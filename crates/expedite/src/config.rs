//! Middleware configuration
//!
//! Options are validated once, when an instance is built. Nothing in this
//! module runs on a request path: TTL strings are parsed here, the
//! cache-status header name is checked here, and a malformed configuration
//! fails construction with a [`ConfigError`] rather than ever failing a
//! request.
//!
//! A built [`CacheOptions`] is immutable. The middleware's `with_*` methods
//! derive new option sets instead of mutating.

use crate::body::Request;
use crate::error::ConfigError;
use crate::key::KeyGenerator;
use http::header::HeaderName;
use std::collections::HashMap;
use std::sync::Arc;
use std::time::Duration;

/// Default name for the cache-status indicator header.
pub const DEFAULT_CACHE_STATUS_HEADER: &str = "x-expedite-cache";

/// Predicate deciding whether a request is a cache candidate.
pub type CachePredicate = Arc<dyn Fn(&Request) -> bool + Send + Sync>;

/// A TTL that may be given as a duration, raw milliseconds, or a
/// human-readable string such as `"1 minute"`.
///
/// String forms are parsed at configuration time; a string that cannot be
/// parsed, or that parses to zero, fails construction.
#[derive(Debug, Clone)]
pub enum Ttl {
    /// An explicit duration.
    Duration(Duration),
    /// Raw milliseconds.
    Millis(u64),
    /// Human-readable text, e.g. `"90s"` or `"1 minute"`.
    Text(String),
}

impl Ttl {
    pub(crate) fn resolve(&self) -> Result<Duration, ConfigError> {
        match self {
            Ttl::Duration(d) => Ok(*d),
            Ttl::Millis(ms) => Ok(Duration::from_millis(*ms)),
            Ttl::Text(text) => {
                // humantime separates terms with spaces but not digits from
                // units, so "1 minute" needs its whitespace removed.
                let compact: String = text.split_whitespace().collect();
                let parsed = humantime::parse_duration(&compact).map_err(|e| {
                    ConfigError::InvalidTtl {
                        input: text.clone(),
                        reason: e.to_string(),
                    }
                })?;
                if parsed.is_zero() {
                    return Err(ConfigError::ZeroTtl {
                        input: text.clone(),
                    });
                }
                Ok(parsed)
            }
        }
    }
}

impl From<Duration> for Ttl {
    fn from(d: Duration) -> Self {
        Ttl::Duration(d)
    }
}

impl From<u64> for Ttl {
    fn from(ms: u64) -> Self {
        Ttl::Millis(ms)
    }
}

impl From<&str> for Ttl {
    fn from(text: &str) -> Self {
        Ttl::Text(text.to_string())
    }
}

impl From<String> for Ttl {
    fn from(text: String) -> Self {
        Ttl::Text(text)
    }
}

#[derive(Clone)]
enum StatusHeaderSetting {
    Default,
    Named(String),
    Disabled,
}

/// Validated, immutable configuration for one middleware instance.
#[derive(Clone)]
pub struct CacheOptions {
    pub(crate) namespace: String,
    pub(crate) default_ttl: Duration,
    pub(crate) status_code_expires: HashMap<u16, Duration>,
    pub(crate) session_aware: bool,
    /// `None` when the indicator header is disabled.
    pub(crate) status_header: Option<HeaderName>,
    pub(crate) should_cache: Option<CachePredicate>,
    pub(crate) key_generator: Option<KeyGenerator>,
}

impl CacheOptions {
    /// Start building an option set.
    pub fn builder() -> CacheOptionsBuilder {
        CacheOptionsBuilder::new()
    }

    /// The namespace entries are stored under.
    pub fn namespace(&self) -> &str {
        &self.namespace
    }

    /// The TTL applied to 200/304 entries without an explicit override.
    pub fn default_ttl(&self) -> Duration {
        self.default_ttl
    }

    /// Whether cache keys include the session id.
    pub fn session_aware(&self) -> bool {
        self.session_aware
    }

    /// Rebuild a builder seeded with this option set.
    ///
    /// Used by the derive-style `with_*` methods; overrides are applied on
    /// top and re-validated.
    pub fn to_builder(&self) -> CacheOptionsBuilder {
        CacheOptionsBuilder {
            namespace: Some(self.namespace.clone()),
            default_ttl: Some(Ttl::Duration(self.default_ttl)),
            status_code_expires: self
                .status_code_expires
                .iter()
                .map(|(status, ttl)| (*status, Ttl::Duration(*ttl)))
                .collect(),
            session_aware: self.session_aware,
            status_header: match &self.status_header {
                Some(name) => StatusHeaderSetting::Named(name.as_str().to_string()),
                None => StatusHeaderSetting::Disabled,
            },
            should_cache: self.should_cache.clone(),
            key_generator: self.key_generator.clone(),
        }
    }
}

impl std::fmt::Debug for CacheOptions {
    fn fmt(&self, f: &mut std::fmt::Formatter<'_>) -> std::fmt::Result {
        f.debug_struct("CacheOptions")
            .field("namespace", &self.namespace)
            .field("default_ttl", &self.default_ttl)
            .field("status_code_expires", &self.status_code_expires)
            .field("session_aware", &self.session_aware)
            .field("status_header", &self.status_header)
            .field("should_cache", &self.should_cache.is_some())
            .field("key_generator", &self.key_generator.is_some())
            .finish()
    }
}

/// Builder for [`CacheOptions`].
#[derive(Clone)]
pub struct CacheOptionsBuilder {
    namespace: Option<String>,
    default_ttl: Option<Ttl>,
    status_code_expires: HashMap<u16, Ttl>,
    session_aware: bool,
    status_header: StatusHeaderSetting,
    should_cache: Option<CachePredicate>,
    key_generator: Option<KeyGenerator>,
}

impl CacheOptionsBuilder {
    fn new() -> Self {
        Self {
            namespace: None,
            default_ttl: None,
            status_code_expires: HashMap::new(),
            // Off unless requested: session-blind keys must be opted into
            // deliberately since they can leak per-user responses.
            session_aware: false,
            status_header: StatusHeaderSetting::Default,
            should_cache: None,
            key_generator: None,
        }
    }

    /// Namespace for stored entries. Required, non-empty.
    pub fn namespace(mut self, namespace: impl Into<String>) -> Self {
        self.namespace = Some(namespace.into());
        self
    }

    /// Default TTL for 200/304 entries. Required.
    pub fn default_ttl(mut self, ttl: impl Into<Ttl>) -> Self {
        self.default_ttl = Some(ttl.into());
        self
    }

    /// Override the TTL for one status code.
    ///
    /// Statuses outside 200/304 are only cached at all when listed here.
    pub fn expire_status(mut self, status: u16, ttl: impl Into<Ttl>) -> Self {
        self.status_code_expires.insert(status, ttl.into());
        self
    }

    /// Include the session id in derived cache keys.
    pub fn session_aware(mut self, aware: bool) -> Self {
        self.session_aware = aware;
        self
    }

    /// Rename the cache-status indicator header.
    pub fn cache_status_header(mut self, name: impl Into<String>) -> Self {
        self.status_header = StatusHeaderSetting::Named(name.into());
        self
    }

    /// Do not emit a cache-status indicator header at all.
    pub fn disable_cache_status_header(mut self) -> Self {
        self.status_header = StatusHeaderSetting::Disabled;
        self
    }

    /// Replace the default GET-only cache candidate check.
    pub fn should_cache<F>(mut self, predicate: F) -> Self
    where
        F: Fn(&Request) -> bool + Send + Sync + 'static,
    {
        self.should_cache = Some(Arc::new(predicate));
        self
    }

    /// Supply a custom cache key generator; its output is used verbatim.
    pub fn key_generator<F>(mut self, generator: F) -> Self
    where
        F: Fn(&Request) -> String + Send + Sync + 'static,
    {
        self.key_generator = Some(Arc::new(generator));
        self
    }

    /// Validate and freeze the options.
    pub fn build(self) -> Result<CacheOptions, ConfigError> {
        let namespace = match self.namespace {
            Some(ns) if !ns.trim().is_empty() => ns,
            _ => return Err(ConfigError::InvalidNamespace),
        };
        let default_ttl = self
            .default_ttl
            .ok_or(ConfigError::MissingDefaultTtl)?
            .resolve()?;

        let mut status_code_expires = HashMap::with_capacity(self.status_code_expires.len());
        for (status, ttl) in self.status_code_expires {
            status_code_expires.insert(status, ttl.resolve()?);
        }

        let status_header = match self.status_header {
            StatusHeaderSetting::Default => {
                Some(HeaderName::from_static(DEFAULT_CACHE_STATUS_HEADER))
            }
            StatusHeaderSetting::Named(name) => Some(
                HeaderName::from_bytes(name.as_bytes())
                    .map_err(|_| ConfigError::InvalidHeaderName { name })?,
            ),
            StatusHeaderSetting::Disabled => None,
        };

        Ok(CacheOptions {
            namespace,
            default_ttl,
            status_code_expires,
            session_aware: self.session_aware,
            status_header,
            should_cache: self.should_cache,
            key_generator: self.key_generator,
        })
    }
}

--

REQUIRED ACTION: I need every line from the material that contains the word "CachePredicate".

EXERCISE OUTPUT:
pub type CachePredicate = Arc<dyn Fn(&Request) -> bool + Send + Sync>;
    pub(crate) should_cache: Option<CachePredicate>,
    should_cache: Option<CachePredicate>,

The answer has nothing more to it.